Eine Strafanzeige kann bei jeder Polizeidienststelle oder Staatsanwaltschaft erstattet werden.
Als Opfer haben Sie das Recht, sich vor der Anzeigeerstattung anwaltlich beraten zu lassen – und dieses Recht sollten Sie wahrnehmen. Denn die Art und Weise, wie eine Anzeige gestellt und der Sachverhalt dargestellt wird, kann den weiteren Verlauf des Verfahrens maßgeblich beeinflussen.
Im Strafverfahren können sich Opfer als Nebenkläger beteiligen. Das bedeutet, dass Sie dem Verfahren beitreten, einen anwaltlichen Beistand (Nebenklagevertreter) bestellen und Ihre Interessen aktiv verfolgen können. In vielen Fällen werden die Kosten des Nebenklagevertreters von der Staatskasse übernommen.

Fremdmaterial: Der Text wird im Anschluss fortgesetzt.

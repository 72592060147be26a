//! [`LlmDriver`] – OpenAI-compatible LLM interface.
//!
//! Communicates with any server exposing `/v1/chat/completions`: a local
//! [Ollama](https://ollama.com) instance (`http://localhost:11434`) or a hosted
//! endpoint reached with a bearer API key.
//!
//! The model's only job here is to turn an operator utterance into one
//! [`CommandMessage`].  [`COMMAND_GUIDELINES`] are injected into every
//! system-role message and the `CommandMessage` JSON Schema is sent via
//! `response_format`.
//!
//! # Example
//!
//! ```rust,no_run
//! use armos_runtime::llm_driver::{LlmDriver, ChatMessage, Role};
//!
//! let driver = LlmDriver::new("http://localhost:11434", "llama3");
//!
//! let messages = vec![
//!     ChatMessage { role: Role::User, content: "pick up the apple".into() },
//! ];
//!
//! // Requires a running model server – skipped in unit tests.
//! // let reply = driver.complete(&messages).await.unwrap();
//! ```

use armos_types::{ArmError, CommandMessage};
use schemars::schema_for;
use serde::{Deserialize, Serialize};
use thiserror::Error;

// ─────────────────────────────────────────────────────────────────────────────
// Command guidelines
// ─────────────────────────────────────────────────────────────────────────────

/// Instructions appended to every system-role message sent to the model.
pub const COMMAND_GUIDELINES: &str = r#"You control a robot arm. Convert the user's request into exactly one JSON object and reply with nothing else.
- Pick up an object: {"command": "PICKUP", "target": "<object name>"}
- Put the held object down: {"command": "PLACE", "location": "<place name>"}
- Stop and return home: {"command": "STOP"}
If the request is none of these, reply {"command": "INVALID"}.
Examples:
User: "grab the apple" -> {"command": "PICKUP", "target": "apple"}
User: "put it on the table" -> {"command": "PLACE", "location": "table"}
User: "stop" -> {"command": "STOP"}"#;

// ─────────────────────────────────────────────────────────────────────────────
// Error type
// ─────────────────────────────────────────────────────────────────────────────

/// Errors that can arise from LLM driver operations.
#[derive(Error, Debug)]
pub enum LlmError {
    /// The HTTP request to the model server failed.
    #[error("HTTP error: {0}")]
    Http(#[from] reqwest::Error),
    /// The response from the model server could not be parsed.
    #[error("Unexpected response format: {0}")]
    BadResponse(String),
}

impl From<LlmError> for ArmError {
    fn from(e: LlmError) -> Self {
        ArmError::Llm(e.to_string())
    }
}

// ─────────────────────────────────────────────────────────────────────────────
// Message types (OpenAI-compatible)
// ─────────────────────────────────────────────────────────────────────────────

/// The role of a participant in a chat conversation.
#[derive(Debug, Clone, PartialEq, Eq, Serialize, Deserialize)]
#[serde(rename_all = "lowercase")]
pub enum Role {
    System,
    User,
    Assistant,
}

/// A single message in a chat conversation.
#[derive(Debug, Clone, Serialize, Deserialize)]
pub struct ChatMessage {
    pub role: Role,
    pub content: String,
}

// ─────────────────────────────────────────────────────────────────────────────
// Internal request / response shapes
// ─────────────────────────────────────────────────────────────────────────────

/// `response_format` field that enforces structured JSON Schema output.
#[derive(Serialize)]
struct ResponseFormat {
    #[serde(rename = "type")]
    kind: &'static str,
    json_schema: serde_json::Value,
}

#[derive(Serialize)]
struct ChatRequest<'a> {
    model: &'a str,
    messages: &'a [ChatMessage],
    stream: bool,
    temperature: f32,
    response_format: ResponseFormat,
}

#[derive(Deserialize)]
struct ChatResponse {
    choices: Vec<Choice>,
}

#[derive(Deserialize)]
struct Choice {
    message: ChatMessage,
}

// ─────────────────────────────────────────────────────────────────────────────
// LlmDriver
// ─────────────────────────────────────────────────────────────────────────────

/// An async client for an OpenAI-compatible chat-completions endpoint.
pub struct LlmDriver {
    base_url: String,
    model: String,
    api_key: Option<String>,
    client: reqwest::Client,
}

impl LlmDriver {
    /// Create a new driver pointing at `base_url` (e.g. `"http://localhost:11434"`)
    /// and using `model` (e.g. `"llama3"`).
    pub fn new(base_url: impl Into<String>, model: impl Into<String>) -> Self {
        Self {
            base_url: base_url.into().trim_end_matches('/').to_string(),
            model: model.into(),
            api_key: None,
            client: reqwest::Client::new(),
        }
    }

    /// Send `Authorization: Bearer <key>` with every request.
    pub fn with_api_key(mut self, api_key: impl Into<String>) -> Self {
        let key = api_key.into();
        self.api_key = (!key.is_empty()).then_some(key);
        self
    }

    pub fn model(&self) -> &str {
        &self.model
    }

    /// Send `messages` to the model and return the assistant's reply text.
    ///
    /// [`COMMAND_GUIDELINES`] are appended to every [`Role::System`] message;
    /// if none is present, one containing only the guidelines is prepended.
    ///
    /// # Errors
    ///
    /// Returns [`LlmError::Http`] if the request fails, or
    /// [`LlmError::BadResponse`] if the response shape is unexpected.
    pub async fn complete(&self, messages: &[ChatMessage]) -> Result<String, LlmError> {
        let augmented = with_guidelines(messages);

        let url = format!("{}/v1/chat/completions", self.base_url);
        let body = ChatRequest {
            model: &self.model,
            messages: &augmented,
            stream: false,
            temperature: 0.0,
            response_format: ResponseFormat {
                kind: "json_schema",
                json_schema: command_schema(),
            },
        };

        let mut request = self.client.post(&url).json(&body);
        if let Some(key) = &self.api_key {
            request = request.bearer_auth(key);
        }

        let response: ChatResponse = request
            .send()
            .await?
            .error_for_status()?
            .json()
            .await?;

        response
            .choices
            .into_iter()
            .next()
            .map(|c| c.message.content)
            .ok_or_else(|| LlmError::BadResponse("empty choices array".into()))
    }
}

/// `messages` with [`COMMAND_GUIDELINES`] injected into the system role.
fn with_guidelines(messages: &[ChatMessage]) -> Vec<ChatMessage> {
    let mut augmented: Vec<ChatMessage> = messages
        .iter()
        .map(|m| {
            if m.role == Role::System {
                ChatMessage {
                    role: Role::System,
                    content: format!("{}\n\n{}", m.content, COMMAND_GUIDELINES),
                }
            } else {
                m.clone()
            }
        })
        .collect();

    if !augmented.iter().any(|m| m.role == Role::System) {
        augmented.insert(
            0,
            ChatMessage {
                role: Role::System,
                content: COMMAND_GUIDELINES.to_string(),
            },
        );
    }
    augmented
}

fn command_schema() -> serde_json::Value {
    serde_json::to_value(schema_for!(CommandMessage)).unwrap_or(serde_json::Value::Null)
}

/// Extract a [`CommandMessage`] from free-form model output.
///
/// Models like to wrap JSON in prose or a markdown fence, so the text between
/// the first `{` and the last `}` is parsed.
///
/// # Errors
///
/// Returns [`LlmError::BadResponse`] when no braces are present or the
/// enclosed text is not a command object.
pub fn parse_command_reply(reply: &str) -> Result<CommandMessage, LlmError> {
    let (Some(start), Some(end)) = (reply.find('{'), reply.rfind('}')) else {
        return Err(LlmError::BadResponse(format!("no JSON object in reply: {reply}")));
    };
    if end < start {
        return Err(LlmError::BadResponse(format!("no JSON object in reply: {reply}")));
    }
    serde_json::from_str(&reply[start..=end])
        .map_err(|e| LlmError::BadResponse(format!("{e}: {}", &reply[start..=end])))
}

#[cfg(test)]
mod tests {
    use super::*;

    #[test]
    fn chat_message_role_variants_serialize() {
        let roles = [
            (Role::System, "system"),
            (Role::User, "user"),
            (Role::Assistant, "assistant"),
        ];
        for (role, expected) in roles {
            let msg = ChatMessage {
                role,
                content: String::new(),
            };
            let json = serde_json::to_string(&msg).unwrap();
            assert!(json.contains(expected));
        }
    }

    #[test]
    fn guidelines_are_appended_to_system_message() {
        let messages = vec![ChatMessage {
            role: Role::System,
            content: "Be brief.".into(),
        }];
        let augmented = with_guidelines(&messages);
        assert_eq!(augmented.len(), 1);
        assert!(augmented[0].content.starts_with("Be brief."));
        assert!(augmented[0].content.contains("PICKUP"));
    }

    #[test]
    fn guidelines_prepended_when_no_system_message() {
        let messages = vec![ChatMessage {
            role: Role::User,
            content: "grab the cup".into(),
        }];
        let augmented = with_guidelines(&messages);
        assert_eq!(augmented.len(), 2);
        assert_eq!(augmented[0].role, Role::System);
        assert_eq!(augmented[1].content, "grab the cup");
    }

    #[test]
    fn command_schema_lists_every_command() {
        let schema = command_schema().to_string();
        for name in ["PICKUP", "PLACE", "STOP", "INVALID"] {
            assert!(schema.contains(name), "schema is missing {name}");
        }
        // The catch-all only exists for parsing; the model must never pick it.
        assert!(!schema.contains("UNKNOWN"));
    }

    #[test]
    fn empty_api_key_is_ignored() {
        let driver = LlmDriver::new("http://localhost:11434/", "llama3").with_api_key("");
        assert!(driver.api_key.is_none());
        assert_eq!(driver.base_url, "http://localhost:11434");
        assert_eq!(driver.model(), "llama3");
    }

    #[test]
    fn reply_wrapped_in_markdown_is_parsed() {
        let reply = "Sure!\n```json\n{\"command\": \"PICKUP\", \"target\": \"apple\"}\n```";
        assert_eq!(
            parse_command_reply(reply).unwrap(),
            CommandMessage::Pickup {
                target: Some("apple".into())
            }
        );
    }

    #[test]
    fn reply_without_object_is_rejected() {
        assert!(matches!(
            parse_command_reply("I cannot help with that."),
            Err(LlmError::BadResponse(_))
        ));
        assert!(parse_command_reply("} backwards {").is_err());
        assert!(parse_command_reply("{not json}").is_err());
    }
}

Bei der Beweissicherung spielt der Zeitfaktor eine große Rolle. Auch wenn die Verjährungsfrist noch nicht abgelaufen ist, können sich Beweismittel mit der Zeit schwerer sichern lassen. Zeugenaussagen, ärztliche Unterlagen, Tagebucheinträge oder digitale Nachrichten können entscheidende Beweise darstellen und sollten möglichst früh gesichert werden.
Lassen Sie Ihre Situation anwaltlich prüfen, bevor Sie Anzeige erstatten – insbesondere, wenn der Missbrauch lange zurückliegt oder Sie unsicher sind, ob eine Strafanzeige im konkreten Fall Aussicht auf Erfolg hat.